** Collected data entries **
☆ ☆ ☆ ☆

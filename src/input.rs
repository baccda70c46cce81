//! Operator console input.
//!
//! Maps lines typed on stdin to [`Control`] actions. Adding a command is a
//! single match arm in [`parse_line`].
//!
//! ## For contributors
//!
//! To add a new command:
//!
//! 1. Add a [`Control`] variant for it.
//! 2. Add a match arm in [`parse_line`].
//! 3. Handle the variant in `main.rs`.
//! 4. Update [`HELP`].

use crate::app::App;
use crate::source::FeedId;

pub const HELP: &str = "commands: now [feed] | stop <feed> | start <feed> | status | quit";

/// Something the main loop should do in response to operator input.
#[derive(Debug, Clone, PartialEq, Eq)]
pub enum Control {
    /// Fire pending wakeups now, for one feed or all of them.
    FetchNow(Option<FeedId>),
    Stop(FeedId),
    Start(FeedId),
    Status,
    Quit,
    Help,
    Unknown(String),
}

/// Parse one line. Blank lines yield `None`.
pub fn parse_line(line: &str) -> Option<Control> {
    let mut words = line.split_whitespace();
    let command = words.next()?;
    let arg = words.next();

    let control = match (command.to_ascii_lowercase().as_str(), arg) {
        ("now", None) => Control::FetchNow(None),
        ("now", Some(feed)) => match feed.parse() {
            Ok(id) => Control::FetchNow(Some(id)),
            Err(_) => Control::Unknown(line.trim().to_string()),
        },
        ("stop", Some(feed)) => feed_arg(feed, Control::Stop, line),
        ("start", Some(feed)) => feed_arg(feed, Control::Start, line),
        ("status", None) => Control::Status,
        ("quit" | "q" | "exit", None) => Control::Quit,
        ("help" | "?", None) => Control::Help,
        _ => Control::Unknown(line.trim().to_string()),
    };
    Some(control)
}

fn feed_arg(arg: &str, make: fn(FeedId) -> Control, line: &str) -> Control {
    arg.parse()
        .map(make)
        .unwrap_or_else(|_| Control::Unknown(line.trim().to_string()))
}

/// Parse a line and apply whatever only touches [`App`] state.
///
/// Everything else is handed back to the caller.
pub fn handle_line(app: &mut App, line: &str) -> Option<Control> {
    match parse_line(line)? {
        Control::Quit => {
            app.quit = true;
            None
        }
        Control::Status => {
            app.log_status();
            None
        }
        other => Some(other),
    }
}
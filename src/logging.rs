use tracing_subscriber::EnvFilter;

/// Install the global subscriber. `RUST_LOG` wins over `level` when set.
pub fn init_logging(level: &str) {
    let filter = EnvFilter::try_from_default_env().unwrap_or_else(|_| EnvFilter::new(default_directives(level)));

    tracing_subscriber::fmt()
        .with_env_filter(filter)
        .with_target(true)
        .with_level(true)
        .init();
}

fn default_directives(level: &str) -> String {
    format!("{level},feedmirror={level},sqlx=warn,reqwest=warn")
}
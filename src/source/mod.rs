//! Page source abstraction layer.
//!
//! This module defines the [`PageSource`] trait (the paginated history fetch
//! the engine consumes) and the common [`Message`] type. Concrete sources live
//! in sub-modules (currently only [`http`]).
//!
//! ## For contributors: adding a new source
//!
//! 1. Create a new file in this directory (e.g. `mtproto.rs`).
//! 2. Define a struct holding the client state and implement [`PageSource`].
//! 3. Add `mod mtproto;` below and re-export your struct.
//! 4. Construct it in `main.rs` instead of [`HttpSource`].
//!
//! Sources know nothing about segments or the catalog; the engine does all of
//! that on top of plain pages.

mod http;
mod message;

pub use http::HttpSource;
pub use message::{AudioContent, Content, FeedId, Message, MessageId, LAST_MESSAGE_ID};

#[cfg(test)]
pub use message::RemoteFile;

use anyhow::Result;
use async_trait::async_trait;

/// Paginated access to a feed's message history.
///
/// ## Contract
///
/// `fetch_page(feed, from, offset, limit)` returns up to `limit` messages
/// older than `from`, newest first. `from == 0` means "start at the newest
/// message". An empty page means no more history exists below `from`.
///
/// Errors are transient from the caller's point of view: the engine simply
/// tries again on its next scheduled page.
#[async_trait]
pub trait PageSource: Send + Sync {
    /// Human-readable label used in logs.
    fn name(&self) -> &str;

    async fn fetch_page(
        &self,
        feed_id: FeedId,
        from_message_id: MessageId,
        offset: i32,
        limit: u32,
    ) -> Result<Vec<Message>>;
}
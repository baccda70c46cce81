//! Covered message-id ranges, per feed.
//!
//! A [`SegmentSet`] is an ordered list of inclusive `[start, end]` id ranges.
//! Index 0 is the *current* segment, the one the running pagination extends;
//! every other index is a finalized range that was fully ingested by an earlier
//! run. Bounds are numeric (`start <= end`), so `start` is the oldest covered id
//! and `end` the newest.
//!
//! Pagination walks backward in time, so the current segment grows downward:
//! its `end` is set once from the first item of a run and its `start` is the
//! frontier. Walking down, the first bound of a finalized segment the frontier
//! can touch is that segment's `end`, its *entry* bound.
//!
//! Everything in this module is pure in-memory state; persistence lives in
//! [`store`].

mod store;

pub use store::{SegmentRepo, SegmentStore};

#[cfg(test)]
pub(crate) use store::tests::MemoryRepo;

use serde::{Deserialize, Serialize};

use crate::error::{Error, Result};
use crate::source::{FeedId, MessageId};

/// Inclusive range of message ids, serialized as a `[start, end]` pair.
#[derive(Debug, Clone, Copy, Default, PartialEq, Eq, Serialize, Deserialize)]
#[serde(from = "(MessageId, MessageId)", into = "(MessageId, MessageId)")]
pub struct Segment {
    pub start: MessageId,
    pub end: MessageId,
}

impl Segment {
    pub fn new(start: MessageId, end: MessageId) -> Self {
        Self { start, end }
    }

    /// `[0, 0]` marks a current segment that has not seen any item yet.
    pub fn is_unset(&self) -> bool {
        self.start == 0 && self.end == 0
    }

    pub fn bound(&self, bound: Bound) -> MessageId {
        match bound {
            Bound::Start => self.start,
            Bound::End => self.end,
        }
    }

    pub fn contains(&self, other: &Segment) -> bool {
        self.start <= other.start && other.end <= self.end
    }

    /// Whether the two ranges share an id or sit next to each other.
    pub fn touches(&self, other: &Segment) -> bool {
        self.start <= other.end.saturating_add(1) && other.start <= self.end.saturating_add(1)
    }
}

impl From<(MessageId, MessageId)> for Segment {
    fn from((start, end): (MessageId, MessageId)) -> Self {
        Self { start, end }
    }
}

impl From<Segment> for (MessageId, MessageId) {
    fn from(segment: Segment) -> Self {
        (segment.start, segment.end)
    }
}

/// Which side of a segment.
#[derive(Debug, Clone, Copy, PartialEq, Eq)]
pub enum Bound {
    Start,
    End,
}

/// Persisted shape of one feed's segment row.
#[derive(Debug, Clone, PartialEq, Eq)]
pub struct SegmentRow {
    pub feed_id: FeedId,
    pub title: String,
    pub original_title: String,
    /// JSON list of `[start, end]` pairs, current segment first.
    pub segments: String,
}

/// The covered ranges of one feed plus the snapshot used for change detection.
#[derive(Debug, Clone, PartialEq, Eq)]
pub struct SegmentSet {
    pub feed_id: FeedId,
    pub title: String,
    pub original_title: String,
    segments: Vec<Segment>,
    /// Serialized form as of the last load or successful persist.
    snapshot: String,
}

impl SegmentSet {
    /// A set with no segments at all, as synthesized for a feed without a row.
    pub fn empty(feed_id: FeedId, title: impl Into<String>) -> Self {
        let title = title.into();
        Self {
            feed_id,
            original_title: title.clone(),
            title,
            segments: Vec::new(),
            snapshot: "[]".to_string(),
        }
    }

    /// Decode a stored row. Malformed JSON is an error, never an empty set.
    pub fn from_row(row: SegmentRow) -> Result<Self> {
        let segments: Vec<Segment> =
            serde_json::from_str(&row.segments).map_err(|source| Error::MalformedSegments {
                feed_id: row.feed_id,
                source,
            })?;
        let mut set = Self {
            feed_id: row.feed_id,
            title: row.title,
            original_title: row.original_title,
            segments,
            snapshot: String::new(),
        };
        set.snapshot = set.serialized();
        Ok(set)
    }

    pub fn to_row(&self) -> SegmentRow {
        SegmentRow {
            feed_id: self.feed_id,
            title: self.title.clone(),
            original_title: self.original_title.clone(),
            segments: self.serialized(),
        }
    }

    /// Canonical JSON form, e.g. `[[951,1000],[500,800]]`.
    pub fn serialized(&self) -> String {
        // A Vec of integer pairs always serializes.
        serde_json::to_string(&self.canonical()).unwrap_or_else(|_| "[]".to_string())
    }

    /// The segments as they are persisted. A range nested inside another one
    /// is absorbed by the outer range, which takes the earlier list position,
    /// so index 0 keeps pointing at the range holding the frontier.
    fn canonical(&self) -> Vec<Segment> {
        let mut out: Vec<Segment> = Vec::with_capacity(self.segments.len());
        for &segment in &self.segments {
            if segment.is_unset() {
                out.push(segment);
                continue;
            }
            if out.iter().any(|kept| !kept.is_unset() && kept.contains(&segment)) {
                continue;
            }
            match out.iter().position(|kept| !kept.is_unset() && segment.contains(kept)) {
                Some(first) => {
                    out[first] = segment;
                    let mut index = first + 1;
                    while index < out.len() {
                        if !out[index].is_unset() && segment.contains(&out[index]) {
                            out.remove(index);
                        } else {
                            index += 1;
                        }
                    }
                }
                None => out.push(segment),
            }
        }
        out
    }

    pub fn segments(&self) -> &[Segment] {
        &self.segments
    }

    /// Finalized segments, i.e. everything but index 0.
    pub fn finalized(&self) -> &[Segment] {
        self.segments.get(1..).unwrap_or_default()
    }

    /// A bound of the current segment, or 0 when there are no segments.
    pub fn current(&self, bound: Bound) -> MessageId {
        self.segments.first().map_or(0, |s| s.bound(bound))
    }

    pub fn set_current(&mut self, bound: Bound, value: MessageId) -> Result<()> {
        let current = self
            .segments
            .first_mut()
            .ok_or(Error::NoCurrentSegment(self.feed_id))?;
        match bound {
            Bound::Start => current.start = value,
            Bound::End => current.end = value,
        }
        Ok(())
    }

    /// Prepend a fresh `[0, 0]` current segment. Called once per run; the
    /// previous current segment becomes finalized history.
    pub fn insert_empty_current(&mut self) {
        self.segments.insert(0, Segment::default());
    }

    /// Find `message_id` on a bound of a finalized segment.
    ///
    /// Returns `(index, bound)` of the first segment in list order carrying the
    /// id. Each segment is checked on its entry bound (`end`) first.
    pub fn search(&self, message_id: MessageId) -> Option<(usize, Bound)> {
        self.segments
            .iter()
            .enumerate()
            .skip(1)
            .find_map(|(index, segment)| {
                if segment.end == message_id {
                    Some((index, Bound::End))
                } else if segment.start == message_id {
                    Some((index, Bound::Start))
                } else {
                    None
                }
            })
    }

    /// Merge the current segment into the finalized segment whose entry bound
    /// is `message_id`.
    ///
    /// A match on the other bound is left alone: the frontier only reaches a
    /// segment's `start` after walking through its interior, and that case is
    /// not treated as contiguous. Returns whether a merge happened.
    pub fn join_current_with(&mut self, message_id: MessageId) -> bool {
        let Some((index, Bound::End)) = self.search(message_id) else {
            return false;
        };
        let known = self.segments.remove(index);
        let current = &mut self.segments[0];
        if current.is_unset() {
            *current = known;
        } else {
            current.start = current.start.min(known.start);
            current.end = current.end.max(known.end);
        }
        true
    }

    pub fn has_pending_changes(&self) -> bool {
        self.serialized() != self.snapshot
    }

    /// Record the current contents as persisted.
    pub fn mark_persisted(&mut self) {
        self.snapshot = self.serialized();
    }
}

// ---------------------------------------------------------------------------
// Tests
// ---------------------------------------------------------------------------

☆ ☆ ☆ ☆

** Your instructions **
Search the data above for the word "that". Copy each line it is in.

** Finished task **
//! that on top of plain pages.
//! every other index is a finalized range that was fully ingested by an earlier
//! can touch is that segment's `end`, its *entry* bound.
    /// `[0, 0]` marks a current segment that has not seen any item yet.
    /// segment's `start` after walking through its interior, and that case is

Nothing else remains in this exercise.